AI-first culture relevance in 2026

Melinda Baylon by Melinda Baylon
December 22, 2025
Photo by Product School: https://www.pexels.com/photo/people-gathered-inside-one-room-2678468/

Photo by Product School: https://www.pexels.com/photo/people-gathered-inside-one-room-2678468/

Fears around Artificial Intelligence in the workplace remain common, and often well-founded, especially before AI is introduced into everyday workflows. Employees worry about using the technology incorrectly, and more critically, about potential job displacement.

Angie Tay

For Angie Tay, GCOO at Transformative Digital Customer Experience (TDCX), however, AI is not something to fear. Instead, she believes the right company culture can help employees feel reassured, supported, and valued as technology continues to evolve.

Easing initial AI fear

Tay observes that attitudes toward AI often differ by age group.

She noted that employees in higher age brackets tend to be more resistant,not necessarily because they oppose AI, but because they do not fully understand what it is or how to use it. Many feel hesitant to ask questions or start learning altogether.

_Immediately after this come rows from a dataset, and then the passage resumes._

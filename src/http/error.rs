//! Error types for the API client.

use reqwest::StatusCode;
use thiserror::Error;

/// Errors surfaced by [`ApiClient`](crate::http::ApiClient).
///
/// None of these are recovered from locally: each is logged once and then
/// handed back to the caller as-is.
#[derive(Error, Debug)]
pub enum ApiError {
    /// The client configuration is unusable.
    #[error("invalid client configuration: {0}")]
    Config(String),

    /// Caller input was rejected before any URL was formed.
    #[error("invalid request input: {0}")]
    InvalidInput(String),

    /// The request could not be built (bad URL, bad header, ...).
    #[error("failed to build request for {url}: {reason}")]
    Build { url: String, reason: String },

    /// The request never produced a response (connect failure, timeout, ...).
    #[error("request to {url} failed: {source}")]
    Transport {
        url: String,
        #[source]
        source: reqwest::Error,
    },

    /// The backend answered with a non-2xx status.
    #[error("HTTP {status} from {url}")]
    Status {
        status: StatusCode,
        url: String,
        body: String,
    },

    /// The response body did not deserialize into the requested type.
    #[error("failed to decode response from {url}: {source}")]
    Decode {
        url: String,
        #[source]
        source: serde_json::Error,
    },
}

impl ApiError {
    /// Status code, when the backend produced one.
    pub fn status(&self) -> Option<StatusCode> {
        match self {
            ApiError::Status { status, .. } => Some(*status),
            _ => None,
        }
    }

    /// Response body of a non-2xx answer.
    pub fn body(&self) -> Option<&str> {
        match self {
            ApiError::Status { body, .. } => Some(body.as_str()),
            _ => None,
        }
    }

    /// Full URL the failed request targeted, if it got that far.
    pub fn url(&self) -> Option<&str> {
        match self {
            ApiError::Build { url, .. }
            | ApiError::Transport { url, .. }
            | ApiError::Status { url, .. }
            | ApiError::Decode { url, .. } => Some(url.as_str()),
            ApiError::Config(_) | ApiError::InvalidInput(_) => None,
        }
    }

    /// True when the request timed out.
    pub fn is_timeout(&self) -> bool {
        matches!(self, ApiError::Transport { source, .. } if source.is_timeout())
    }
}

/// Result type for API calls.
pub type ApiResult<T> = Result<T, ApiError>;
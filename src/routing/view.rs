//! Views and their (lazy) loading.
//!
//! # Responsibilities
//! - Define what a view is: a named thing that fetches its data via the API
//! - Hold either an eagerly available view or a loader producing one
//! - Run each lazy loader once per successful load
//!
//! # Design Decisions
//! - Loaded views are cached in a `tokio::sync::OnceCell`; concurrent
//!   navigations to the same route share one in-flight load
//! - A failed load is not cached; the next navigation runs the loader again
//! - Load errors are returned to the navigator, never swallowed here

use std::fmt;
use std::future::Future;
use std::sync::Arc;

use futures_util::future::BoxFuture;
use futures_util::FutureExt;
use serde_json::Value;
use thiserror::Error;
use tokio::sync::OnceCell;

use crate::http::{ApiClient, ApiResult};
use crate::routing::matcher::Params;

/// A page of the application.
pub trait View: Send + Sync + fmt::Debug {
    /// Logical view name.
    fn name(&self) -> &str;

    /// Fetch the data this view displays for the given route parameters.
    fn fetch<'a>(&'a self, client: &'a ApiClient, params: &'a Params)
        -> BoxFuture<'a, ApiResult<Value>>;
}

/// Shared handle to a loaded view.
pub type ViewHandle = Arc<dyn View>;

/// A loader failed to produce its view.
#[derive(Error, Debug, Clone, PartialEq, Eq)]
#[error("view failed to load: {reason}")]
pub struct LoadError {
    reason: String,
}

impl LoadError {
    pub fn new(reason: impl Into<String>) -> Self {
        Self {
            reason: reason.into(),
        }
    }

    pub fn reason(&self) -> &str {
        &self.reason
    }
}

type Loader = Arc<dyn Fn() -> BoxFuture<'static, Result<ViewHandle, LoadError>> + Send + Sync>;

/// A view produced on demand by an async loader.
#[derive(Clone)]
pub struct LazyView {
    loader: Loader,
    cell: Arc<OnceCell<ViewHandle>>,
}

impl LazyView {
    pub fn new<F, Fut>(loader: F) -> Self
    where
        F: Fn() -> Fut + Send + Sync + 'static,
        Fut: Future<Output = Result<ViewHandle, LoadError>> + Send + 'static,
    {
        Self {
            loader: Arc::new(move || loader().boxed()),
            cell: Arc::new(OnceCell::new()),
        }
    }

    /// Return the cached view, running the loader if nothing is cached yet.
    pub async fn load(&self) -> Result<ViewHandle, LoadError> {
        self.cell
            .get_or_try_init(|| (self.loader)())
            .await
            .cloned()
    }

    pub fn is_loaded(&self) -> bool {
        self.cell.initialized()
    }
}

impl fmt::Debug for LazyView {
    fn fmt(&self, f: &mut fmt::Formatter<'_>) -> fmt::Result {
        f.debug_struct("LazyView")
            .field("loaded", &self.is_loaded())
            .finish()
    }
}

/// Where a route's view comes from.
#[derive(Debug, Clone)]
pub enum ViewSource {
    Eager(ViewHandle),
    Lazy(LazyView),
}

impl ViewSource {
    pub async fn load(&self) -> Result<ViewHandle, LoadError> {
        match self {
            ViewSource::Eager(view) => Ok(view.clone()),
            ViewSource::Lazy(lazy) => lazy.load().await,
        }
    }

    pub fn is_lazy(&self) -> bool {
        matches!(self, ViewSource::Lazy(_))
    }
}
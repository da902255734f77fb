//! Configuration schema definitions.
//!
//! This module defines the complete configuration structure for the portal.
//! All types derive Serde traits for deserialization from config files.

use std::collections::BTreeMap;

use serde::{Deserialize, Serialize};

/// Origin used when neither the config file nor the environment names one.
pub const DEFAULT_BASE_URL: &str = "https://localhost:7048";

/// Namespace every relative request path is rooted under.
pub const DEFAULT_API_PREFIX: &str = "/api";

/// Root configuration for the portal.
#[derive(Debug, Clone, Deserialize, Serialize, Default)]
#[serde(default)]
pub struct PortalConfig {
    /// Backend API client settings.
    pub api: ApiConfig,

    /// Observability settings.
    pub observability: ObservabilityConfig,
}

/// Backend API client configuration.
#[derive(Debug, Clone, Deserialize, Serialize)]
#[serde(default)]
pub struct ApiConfig {
    /// Scheme + host + port of the backend (e.g., "https://localhost:7048").
    pub base_url: String,

    /// Per-request timeout in milliseconds.
    pub timeout_ms: u64,

    /// Path prefix added to relative request paths.
    pub prefix: String,

    /// Headers sent with every request.
    pub default_headers: BTreeMap<String, String>,

    /// Honor HTTP(S)_PROXY from the environment.
    pub system_proxy: bool,
}

impl Default for ApiConfig {
    fn default() -> Self {
        Self {
            base_url: DEFAULT_BASE_URL.to_string(),
            timeout_ms: 30_000,
            prefix: DEFAULT_API_PREFIX.to_string(),
            default_headers: BTreeMap::new(),
            system_proxy: true,
        }
    }
}

impl ApiConfig {
    /// Config pointing at the given origin, everything else default.
    pub fn with_base_url(base_url: impl Into<String>) -> Self {
        Self {
            base_url: base_url.into(),
            ..Self::default()
        }
    }
}

/// Log output format.
#[derive(Debug, Clone, Copy, Deserialize, Serialize, PartialEq, Eq, Default)]
#[serde(rename_all = "lowercase")]
pub enum LogFormat {
    #[default]
    Pretty,
    Json,
}

/// Observability configuration.
#[derive(Debug, Clone, Deserialize, Serialize)]
#[serde(default)]
pub struct ObservabilityConfig {
    /// Log level (trace, debug, info, warn, error).
    pub log_level: String,

    /// Output format of log lines.
    pub log_format: LogFormat,
}

impl Default for ObservabilityConfig {
    fn default() -> Self {
        Self {
            log_level: "info".to_string(),
            log_format: LogFormat::Pretty,
        }
    }
}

"Fortunately, 80% of my population is the younger generation, who embrace AI. They like AI because they think it's supposed to make their lives easier, so they don't have to do routine work. The younger generation somehow feels that their minds are meant for bigger things. They should not be doing all the admin routine work," she said.

Despite these differences, Tay stressed that TDCX approaches AI adoption with one clear priority: employee experience.

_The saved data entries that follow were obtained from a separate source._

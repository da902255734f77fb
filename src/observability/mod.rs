//! Observability subsystem.
//!
//! # Data Flow
//! ```text
//! http::client (request dispatched / response / error)
//! routing::navigator (navigated / no match / load failure)
//!     → tracing events with request_id, method, url, status fields
//!     → logging.rs subscriber (stderr, pretty or JSON)
//! ```
//!
//! # Design Decisions
//! - Library code only emits events; the binary installs the subscriber
//! - Request ID flows through every event of one API call

pub mod logging;

pub use logging::init_logging;
//! Routing subsystem.
//!
//! # Data Flow
//! ```text
//! Location change (path, optional query/fragment)
//!     → navigator.rs (navigation entry point, history)
//!     → router.rs (route lookup, first match wins)
//!     → matcher.rs (segment match, :param capture)
//!     → view.rs (eager view, or lazy loader run once)
//!     → Mounted { route, params, view } or NavigationError
//!
//! Route table (at startup):
//!     routes.rs → RouteEntry[] → RouteTable::new (unique paths/names)
//!     → immutable RouteTable
//! ```
//!
//! # Design Decisions
//! - Routes are defined once, immutable at runtime
//! - No regex; patterns are static segments and `:name` parameters
//! - Deterministic: same location always resolves to the same route

pub mod matcher;
pub mod navigator;
pub mod router;
pub mod routes;
pub mod view;
pub mod views;

pub use matcher::{Params, PathPattern};
pub use navigator::{Mounted, NavigationError, Navigator};
pub use router::{RouteEntry, RouteError, RouteMatch, RouteTable};
pub use routes::app_routes;
pub use view::{LazyView, LoadError, View, ViewHandle, ViewSource};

To ensure employees can access, understand, and safely use AI tools in their daily work, she said every AI transformation begins with preparing the workforce.

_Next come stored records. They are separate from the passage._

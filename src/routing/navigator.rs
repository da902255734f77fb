//! Navigation over the route table.
//!
//! # Responsibilities
//! - Resolve a location, load its view, and hand back what to mount
//! - Keep a web-style history stack (push on success, `back`)
//! - Surface unmatched locations and load failures to the caller
//!
//! # Design Decisions
//! - Failed navigations leave the history untouched
//! - The navigator owns no network state; views fetch through `ApiClient`

use thiserror::Error;

use crate::http::{ApiClient, ApiResult};
use crate::routing::matcher::Params;
use crate::routing::router::{RouteError, RouteTable};
use crate::routing::view::{LoadError, ViewHandle};

/// Why a navigation did not mount anything.
#[derive(Error, Debug, Clone, PartialEq, Eq)]
pub enum NavigationError {
    #[error("no route matches '{0}'")]
    NotFound(String),

    #[error("route '{route}' could not be loaded: {source}")]
    Load {
        route: String,
        #[source]
        source: LoadError,
    },

    #[error(transparent)]
    Route(#[from] RouteError),
}

/// Result of a successful navigation.
#[derive(Debug, Clone)]
pub struct Mounted {
    /// Name of the matched route.
    pub route: String,
    /// Location as navigated to.
    pub location: String,
    pub params: Params,
    pub view: ViewHandle,
}

impl Mounted {
    /// Let the mounted view fetch its data.
    pub async fn fetch(&self, client: &ApiClient) -> ApiResult<serde_json::Value> {
        self.view.fetch(client, &self.params).await
    }
}

/// Drives navigation for one browsing session.
#[derive(Debug)]
pub struct Navigator {
    table: RouteTable,
    history: Vec<String>,
}

impl Navigator {
    pub fn new(table: RouteTable) -> Self {
        Self {
            table,
            history: Vec::new(),
        }
    }

    pub fn table(&self) -> &RouteTable {
        &self.table
    }

    /// Location currently shown, if any navigation succeeded.
    pub fn current(&self) -> Option<&str> {
        self.history.last().map(String::as_str)
    }

    pub fn history(&self) -> &[String] {
        &self.history
    }

    /// Navigate to `location` and push it onto the history.
    pub async fn navigate(&mut self, location: &str) -> Result<Mounted, NavigationError> {
        let mounted = self.mount(location).await?;
        self.history.push(location.to_string());
        Ok(mounted)
    }

    /// Navigate to a named route.
    pub async fn navigate_named(
        &mut self,
        name: &str,
        params: &Params,
    ) -> Result<Mounted, NavigationError> {
        let location = self.table.href(name, params)?;
        self.navigate(&location).await
    }

    /// Go back one entry. Returns `None` when there is nothing to go back to.
    pub async fn back(&mut self) -> Option<Result<Mounted, NavigationError>> {
        let previous = self.history.iter().rev().nth(1)?.clone();
        let result = self.mount(&previous).await;
        if result.is_ok() {
            self.history.pop();
        }
        Some(result)
    }

    async fn mount(&self, location: &str) -> Result<Mounted, NavigationError> {
        let Some(matched) = self.table.resolve(location) else {
            tracing::warn!(location = %location, "No route matched");
            return Err(NavigationError::NotFound(location.to_string()));
        };

        let route = matched.entry.name().to_string();
        let view = matched.entry.view().load().await.map_err(|source| {
            tracing::error!(route = %route, location = %location, error = %source, "View load failed");
            NavigationError::Load {
                route: route.clone(),
                source,
            }
        })?;

        tracing::debug!(route = %route, location = %location, "Navigated");

        Ok(Mounted {
            route,
            location: location.to_string(),
            params: matched.params,
            view,
        })
    }
}

#[cfg(test)]
mod tests {
    use super::*;
    use crate::routing::routes::app_routes;

    #[tokio::test]
    async fn test_navigate_pushes_history() {
        let mut nav = Navigator::new(app_routes().unwrap());
        assert_eq!(nav.current(), None);

        let mounted = nav.navigate("/").await.unwrap();
        assert_eq!(mounted.route, "pacijenti");

        let mounted = nav.navigate("/pacijenti/42/pregledi").await.unwrap();
        assert_eq!(mounted.route, "pregledi");
        assert_eq!(mounted.params.get("id"), Some("42"));
        assert_eq!(mounted.view.name(), "pregledi");
        assert_eq!(nav.history(), ["/", "/pacijenti/42/pregledi"]);
    }

    #[tokio::test]
    async fn test_not_found_leaves_history() {
        let mut nav = Navigator::new(app_routes().unwrap());
        nav.navigate("/").await.unwrap();

        let err = nav.navigate("/lijekovi").await.unwrap_err();
        assert_eq!(err, NavigationError::NotFound("/lijekovi".into()));
        assert_eq!(nav.current(), Some("/"));
    }

    #[tokio::test]
    async fn test_back() {
        let mut nav = Navigator::new(app_routes().unwrap());
        assert!(nav.back().await.is_none());

        nav.navigate("/").await.unwrap();
        assert!(nav.back().await.is_none());

        nav.navigate("/pacijenti/1/recepti").await.unwrap();
        let mounted = nav.back().await.unwrap().unwrap();
        assert_eq!(mounted.route, "pacijenti");
        assert_eq!(nav.history(), ["/"]);
    }

    #[tokio::test]
    async fn test_navigate_named() {
        let mut nav = Navigator::new(app_routes().unwrap());
        let params: Params = [("id", "5")].into_iter().collect();
        let mounted = nav.navigate_named("povijest-bolesti", &params).await.unwrap();
        assert_eq!(mounted.location, "/pacijenti/5/povijest-bolesti");

        let err = nav.navigate_named("pregledi", &Params::new()).await.unwrap_err();
        assert!(matches!(err, NavigationError::Route(RouteError::MissingParam { .. })));
    }
}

"Whatever job roles that they are in, we will definitely need to prepare them right to make sure that they are all AI-driven," she said.

Training plays a key role in that preparation. TDCX encourages employees to take part in AI courses and upskilling programmes, helping them move past fear and instead learn how to collaborate with AI.

AI is not here to replace your job. We actually want you to grow with it in your roles. Angie Tay

"We want to tell them that: AI is not here to replace your job. We actually want you to grow with it in your roles," she said.

To support this, the company partners with platforms such as Google Cloud Skills Boost and Databricks, giving employees access to structured learning paths and certification programmes.

"With that professional certification, it actually elevates the way they think as well. That makes it much easier, and our participants are all very happy with it. That's how we make them maybe love AI a little bit more than other people," Tay added.

Job displacement? Human replacement?

For Tay, the concern around AI replacing humans misses a critical point: AI cannot replicate empathy. Instead of eliminating jobs, she sees AI creating new roles and opportunities.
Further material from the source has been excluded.